Çünkü, bizim asıl meselemiz sadece bir kaç ruh hastasının yaptığı stüdyo çalışması değildir. Mesele, birilerinin her daim İslami değerlerimize saldırmayı, topraklarımızı işgal etmeyi, mescidlerimize kirli postallarıyla girip kan dökmeyi, bombalamayı, tarihimizi yağmalamayı, namuslarımıza el uzatmayı, kaynaklarımızı sömürmeyi, İslami olanı yok saymayı kendine hak görmesidir.
Bu çapulcu figüranların asıl suç ortaklarının, Irak ve Afganistan’ı yakıp yıkan, milyonları aşan insanımızı bilgisayar oyunu oynar gibi uçaklarla bombalayarak öldüren, bizlere Ebu Gureybleri, yaşatan, dünyanın her yerinden Müslümanları Guantanamo zindanlarına tıkayarak insanlık dışı işkenceleri gerçekleştiren, yıllardır Ömer Abdurrahman gibi bir Kur’an âlimini zindanlarda süründüren ABD ve temsil ettiği zihniyet olduğu unutulmamalıdır.

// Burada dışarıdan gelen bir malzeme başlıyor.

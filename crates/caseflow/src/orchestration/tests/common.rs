use std::collections::BTreeMap;
use std::sync::atomic::{AtomicU32, Ordering};
use std::sync::{Arc, Mutex};
use std::time::Duration;

use async_trait::async_trait;
use chrono::{Duration as ChronoDuration, Utc};
use serde_json::{json, Value};

use crate::config::{EngineSettings, RetryPolicy};
use crate::orchestration::builder::{ImpactCalculator, PlanTemplate, PlannedStep};
use crate::orchestration::engine::{Engine, EngineBuilder, EventTypeDefinition};
use crate::orchestration::events::{Event, EventId, EventSubmission};
use crate::orchestration::executor::{AdapterError, TargetSystemAdapter};
use crate::orchestration::recommendation::{
    ActionStep, EstimatedImpact, Recommendation, RecommendationId, RecommendationStatus,
    StepStatus,
};
use crate::orchestration::scoring::{
    ContextProvider, IndicatorRule, ScoringResult, SubjectContext,
};

pub(super) const SCHEDULING: &str = "provider_scheduling";
pub(super) const NOTIFICATIONS: &str = "notifications";

/// Settings with retry delays short enough for tests.
pub(super) fn fast_settings(threshold: f64) -> EngineSettings {
    EngineSettings {
        approval_threshold: threshold,
        clock_skew_tolerance: Duration::from_secs(300),
        step_call_timeout: Duration::from_millis(250),
        retry: RetryPolicy {
            max_attempts: 3,
            initial_backoff: Duration::from_millis(1),
            max_backoff: Duration::from_millis(5),
        },
    }
}

/// Adapter that records every payload it receives and always succeeds.
#[derive(Default)]
pub(super) struct RecordingAdapter {
    pub(super) calls: Mutex<Vec<(String, Value)>>,
}

#[async_trait]
impl TargetSystemAdapter for RecordingAdapter {
    async fn invoke(&self, step: &ActionStep) -> Result<Value, AdapterError> {
        let mut guard = self.calls.lock().expect("calls mutex poisoned");
        guard.push((step.target_system.clone(), step.payload.clone()));
        Ok(json!({ "status": "ok" }))
    }
}

impl RecordingAdapter {
    pub(super) fn calls(&self) -> Vec<(String, Value)> {
        self.calls.lock().expect("calls mutex poisoned").clone()
    }
}

/// Adapter that fails transiently `failures` times, then succeeds.
pub(super) struct FlakyAdapter {
    remaining_failures: AtomicU32,
}

impl FlakyAdapter {
    pub(super) fn new(failures: u32) -> Self {
        Self {
            remaining_failures: AtomicU32::new(failures),
        }
    }
}

#[async_trait]
impl TargetSystemAdapter for FlakyAdapter {
    async fn invoke(&self, _step: &ActionStep) -> Result<Value, AdapterError> {
        let remaining = self.remaining_failures.load(Ordering::Relaxed);
        if remaining > 0 {
            self.remaining_failures.store(remaining - 1, Ordering::Relaxed);
            return Err(AdapterError::Transient("downstream busy".to_string()));
        }
        Ok(json!({ "status": "ok" }))
    }
}

/// Adapter that always fails transiently.
pub(super) struct AlwaysFailingAdapter;

#[async_trait]
impl TargetSystemAdapter for AlwaysFailingAdapter {
    async fn invoke(&self, _step: &ActionStep) -> Result<Value, AdapterError> {
        Err(AdapterError::Transient("downstream unreachable".to_string()))
    }
}

/// Adapter that fails permanently on the first call.
pub(super) struct RejectingAdapter;

#[async_trait]
impl TargetSystemAdapter for RejectingAdapter {
    async fn invoke(&self, _step: &ActionStep) -> Result<Value, AdapterError> {
        Err(AdapterError::Permanent("payload rejected".to_string()))
    }
}

/// Adapter that never answers within a test-sized call timeout.
pub(super) struct StalledAdapter;

#[async_trait]
impl TargetSystemAdapter for StalledAdapter {
    async fn invoke(&self, _step: &ActionStep) -> Result<Value, AdapterError> {
        tokio::time::sleep(Duration::from_secs(60)).await;
        Ok(json!({ "status": "late" }))
    }
}

pub(super) struct FixedImpact;

impl ImpactCalculator for FixedImpact {
    fn estimate(&self, _event: &Event, _scoring: &ScoringResult) -> EstimatedImpact {
        EstimatedImpact {
            monetary_savings_cents: 12_000,
            time_saved_minutes: 45,
            notes: vec!["avoids a wasted appointment slot".to_string()],
        }
    }
}

/// Two-step plan: rebook the slot, then notify the client.
pub(super) struct RebookPlan;

impl PlanTemplate for RebookPlan {
    fn target_systems(&self) -> Vec<String> {
        vec![SCHEDULING.to_string(), NOTIFICATIONS.to_string()]
    }

    fn plan(&self, event: &Event) -> Vec<PlannedStep> {
        vec![
            PlannedStep {
                target_system: SCHEDULING.to_string(),
                payload: json!({
                    "action": "book_appointment",
                    "slot": event.metadata_str("appointment_time"),
                }),
            },
            PlannedStep {
                target_system: NOTIFICATIONS.to_string(),
                payload: json!({
                    "action": "send_sms",
                    "client": event.subject_ids.get("client"),
                }),
            },
        ]
    }
}

/// Context provider returning the same attribute bag for every event.
pub(super) struct FixedContext(pub(super) SubjectContext);

impl ContextProvider for FixedContext {
    fn context_for(&self, _event: &Event) -> SubjectContext {
        self.0.clone()
    }
}

/// Rule pair for the cancellation scenario: overlapping slot (0.6) and
/// shared transport route (0.4), both reading subject-context flags.
pub(super) fn slot_rules() -> Vec<IndicatorRule> {
    vec![
        IndicatorRule::new("overlap_slot", 0.6, |_event, context: &SubjectContext| {
            Ok(context.flag("overlap_slot"))
        })
        .with_reason("another client can take the freed appointment slot"),
        IndicatorRule::new("same_route", 0.4, |_event, context: &SubjectContext| {
            Ok(context.flag("same_route"))
        })
        .with_tag("eligibility-relevant")
        .with_reason("replacement client lives on the existing transport route"),
    ]
}

pub(super) fn matching_context() -> SubjectContext {
    SubjectContext::new()
        .with("overlap_slot", true)
        .with("same_route", true)
}

pub(super) fn cancellation_definition() -> EventTypeDefinition {
    let mut definition = EventTypeDefinition::new("appointment_cancelled")
        .requires_metadata("appointment_time")
        .impact_calculator(Arc::new(FixedImpact))
        .plan_template(Arc::new(RebookPlan));
    for rule in slot_rules() {
        definition = definition.rule(rule);
    }
    definition
}

/// Engine with the cancellation event type, recording adapters, and a fully
/// matching context. Returns the adapters for call assertions.
pub(super) fn engine(
    threshold: f64,
) -> (Arc<Engine>, Arc<RecordingAdapter>, Arc<RecordingAdapter>) {
    let scheduling = Arc::new(RecordingAdapter::default());
    let notifications = Arc::new(RecordingAdapter::default());
    let engine = EngineBuilder::new(fast_settings(threshold))
        .context_provider(Arc::new(FixedContext(matching_context())))
        .adapter(SCHEDULING, scheduling.clone())
        .adapter(NOTIFICATIONS, notifications.clone())
        .event_type(cancellation_definition())
        .build()
        .expect("engine configuration is valid");
    (engine, scheduling, notifications)
}

pub(super) fn submission() -> EventSubmission {
    let mut subject_ids = BTreeMap::new();
    subject_ids.insert("client".to_string(), "c1".to_string());

    let mut metadata = BTreeMap::new();
    metadata.insert(
        "appointment_time".to_string(),
        Value::String("2026-03-02T14:00:00Z".to_string()),
    );
    metadata.insert("provider_id".to_string(), Value::String("p9".to_string()));

    EventSubmission {
        event_type: "appointment_cancelled".to_string(),
        subject_ids,
        occurred_at: Utc::now() - ChronoDuration::minutes(5),
        metadata,
    }
}

/// A pending two-step recommendation for store-level tests.
pub(super) fn pending_recommendation(id: &str) -> Recommendation {
    Recommendation {
        id: RecommendationId(id.to_string()),
        source_event_id: EventId("evt-000001".to_string()),
        summary: "rebook the freed slot".to_string(),
        reasoning: vec!["another client can take the freed appointment slot".to_string()],
        confidence: 1.0,
        estimated_impact: EstimatedImpact::default(),
        action_plan: vec![
            ActionStep {
                sequence_no: 1,
                target_system: SCHEDULING.to_string(),
                payload: json!({ "action": "book_appointment" }),
                status: StepStatus::Pending,
                last_error: None,
                attempt_count: 0,
            },
            ActionStep {
                sequence_no: 2,
                target_system: NOTIFICATIONS.to_string(),
                payload: json!({ "action": "send_sms" }),
                status: StepStatus::Pending,
                last_error: None,
                attempt_count: 0,
            },
        ],
        status: RecommendationStatus::PendingApproval,
        created_at: Utc::now(),
        decided_at: None,
        decided_by: None,
        completed_at: None,
    }
}

/// Await the next lifecycle event of the given kind, with a test timeout.
pub(super) async fn await_status(
    receiver: &mut tokio::sync::broadcast::Receiver<crate::orchestration::store::LifecycleEvent>,
    wanted: RecommendationStatus,
) -> Recommendation {
    tokio::time::timeout(Duration::from_secs(5), async {
        loop {
            let event = receiver.recv().await.expect("lifecycle channel open");
            if event.recommendation.status == wanted {
                return event.recommendation;
            }
        }
    })
    .await
    .expect("status reached before timeout")
}
use std::sync::Arc;

use axum::{
    extract::{Path, Query, State},
    http::StatusCode,
    response::{IntoResponse, Response},
    routing::{get, post},
    Router,
};
use serde::Deserialize;
use serde_json::json;

use super::engine::{Engine, SubmitError};
use super::events::EventSubmission;
use super::recommendation::{RecommendationId, RecommendationStatus};
use super::store::{LifecycleError, RepositoryError};

/// Router builder exposing the engine's public operations. Mounted by the
/// api service next to its health and metrics endpoints.
pub fn engine_router(engine: Arc<Engine>) -> Router {
    Router::new()
        .route("/api/v1/events", post(submit_event_handler))
        .route("/api/v1/recommendations", get(list_handler))
        .route("/api/v1/recommendations/changes", get(changes_handler))
        .route("/api/v1/recommendations/:recommendation_id", get(get_handler))
        .route(
            "/api/v1/recommendations/:recommendation_id/approve",
            post(approve_handler),
        )
        .route(
            "/api/v1/recommendations/:recommendation_id/reject",
            post(reject_handler),
        )
        .route("/api/v1/statistics", get(statistics_handler))
        .with_state(engine)
}

#[derive(Debug, Deserialize)]
pub(crate) struct DecisionRequest {
    pub(crate) actor: String,
}

#[derive(Debug, Default, Deserialize)]
pub(crate) struct ListQuery {
    pub(crate) status: Option<String>,
}

#[derive(Debug, Default, Deserialize)]
pub(crate) struct ChangesQuery {
    #[serde(default)]
    pub(crate) cursor: u64,
    pub(crate) status: Option<String>,
}

fn parse_status(raw: Option<&str>) -> Result<Option<RecommendationStatus>, Response> {
    match raw {
        None => Ok(None),
        Some(value) => match RecommendationStatus::parse(value) {
            Some(status) => Ok(Some(status)),
            None => {
                let payload = json!({ "error": format!("unknown status '{value}'") });
                Err((StatusCode::BAD_REQUEST, axum::Json(payload)).into_response())
            }
        },
    }
}

fn repository_error(err: RepositoryError) -> Response {
    let payload = json!({ "error": err.to_string() });
    (StatusCode::INTERNAL_SERVER_ERROR, axum::Json(payload)).into_response()
}

fn lifecycle_error(err: LifecycleError) -> Response {
    match err {
        LifecycleError::NotFound(id) => {
            let payload = json!({ "error": format!("recommendation '{id}' not found") });
            (StatusCode::NOT_FOUND, axum::Json(payload)).into_response()
        }
        LifecycleError::InvalidState { .. } => {
            let payload = json!({ "error": err.to_string() });
            (StatusCode::CONFLICT, axum::Json(payload)).into_response()
        }
        LifecycleError::Repository(inner) => repository_error(inner),
    }
}

pub(crate) async fn submit_event_handler(
    State(engine): State<Arc<Engine>>,
    axum::Json(submission): axum::Json<EventSubmission>,
) -> Response {
    match engine.submit_event(submission) {
        Ok(outcome) => {
            let payload = json!({
                "event_id": outcome.event.id,
                "recommendation_id": outcome.recommendation.as_ref().map(|rec| rec.id.clone()),
            });
            (StatusCode::ACCEPTED, axum::Json(payload)).into_response()
        }
        Err(SubmitError::Validation(err)) => {
            let payload = json!({ "error": err.to_string() });
            (StatusCode::BAD_REQUEST, axum::Json(payload)).into_response()
        }
        Err(other) => {
            let payload = json!({ "error": other.to_string() });
            (StatusCode::INTERNAL_SERVER_ERROR, axum::Json(payload)).into_response()
        }
    }
}

pub(crate) async fn list_handler(
    State(engine): State<Arc<Engine>>,
    Query(query): Query<ListQuery>,
) -> Response {
    let status = match parse_status(query.status.as_deref()) {
        Ok(status) => status,
        Err(response) => return response,
    };
    match engine.list(status) {
        Ok(records) => {
            let views: Vec<_> = records.iter().map(|record| record.view()).collect();
            (StatusCode::OK, axum::Json(views)).into_response()
        }
        Err(err) => repository_error(err),
    }
}

pub(crate) async fn changes_handler(
    State(engine): State<Arc<Engine>>,
    Query(query): Query<ChangesQuery>,
) -> Response {
    let status = match parse_status(query.status.as_deref()) {
        Ok(status) => status,
        Err(response) => return response,
    };
    match engine.poll(status, query.cursor) {
        Ok(page) => (StatusCode::OK, axum::Json(page)).into_response(),
        Err(err) => repository_error(err),
    }
}

pub(crate) async fn get_handler(
    State(engine): State<Arc<Engine>>,
    Path(recommendation_id): Path<String>,
) -> Response {
    let id = RecommendationId(recommendation_id);
    match engine.get(&id) {
        Ok(Some(record)) => (StatusCode::OK, axum::Json(record)).into_response(),
        Ok(None) => {
            let payload = json!({ "error": format!("recommendation '{id}' not found") });
            (StatusCode::NOT_FOUND, axum::Json(payload)).into_response()
        }
        Err(err) => repository_error(err),
    }
}

pub(crate) async fn approve_handler(
    State(engine): State<Arc<Engine>>,
    Path(recommendation_id): Path<String>,
    axum::Json(request): axum::Json<DecisionRequest>,
) -> Response {
    let id = RecommendationId(recommendation_id);
    match engine.approve(&id, &request.actor) {
        Ok(record) => (StatusCode::OK, axum::Json(record)).into_response(),
        Err(err) => lifecycle_error(err),
    }
}

pub(crate) async fn reject_handler(
    State(engine): State<Arc<Engine>>,
    Path(recommendation_id): Path<String>,
    axum::Json(request): axum::Json<DecisionRequest>,
) -> Response {
    let id = RecommendationId(recommendation_id);
    match engine.reject(&id, &request.actor) {
        Ok(record) => (StatusCode::OK, axum::Json(record)).into_response(),
        Err(err) => lifecycle_error(err),
    }
}

pub(crate) async fn statistics_handler(State(engine): State<Arc<Engine>>) -> Response {
    (StatusCode::OK, axum::Json(engine.statistics())).into_response()
}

Bu arka planı hesaba katmayıp gündeme getiremeyenler, sadece Müslümanların tepkilerine eleştirel yaklaşıp kınayan, ABD’nin kayıpları için özür ve taziye mesajları yarışına girenler, içerisinde bulundukları aşağılık kompleksinden bir an evvel kurtulmalıdırlar.
Müslümanca eylemlilik gösteremeyerek aşırı tepkisellikte bulunanlar olabilir. Fakat bu durumda bile Müslümanları tahrik eden, saldırgan emperyalist yaklaşımlar mahkûm edilmeli, oluşan koas ve kargaşa ortamının tek müsebbibi olarak görülmelidir.
Bizler, Allah’a, kitabına ve ahiret gününe iman iddiasında bulanan tüm kardeşlerimizi, her koşulda kulluk bilinciyle sorumluluklarını yerine getirmeye, insanlığın muhtaç olduğu Tevhid ve Adalet mesajını yaygınlaştırmak için çalışmaya, muhataplarımızın bir adım atarken 100 kere düşünmesini sağlayacak caydırıcı, güç ve birlikteliğin arayışı içerisinde olmaya davet etmekteyiz.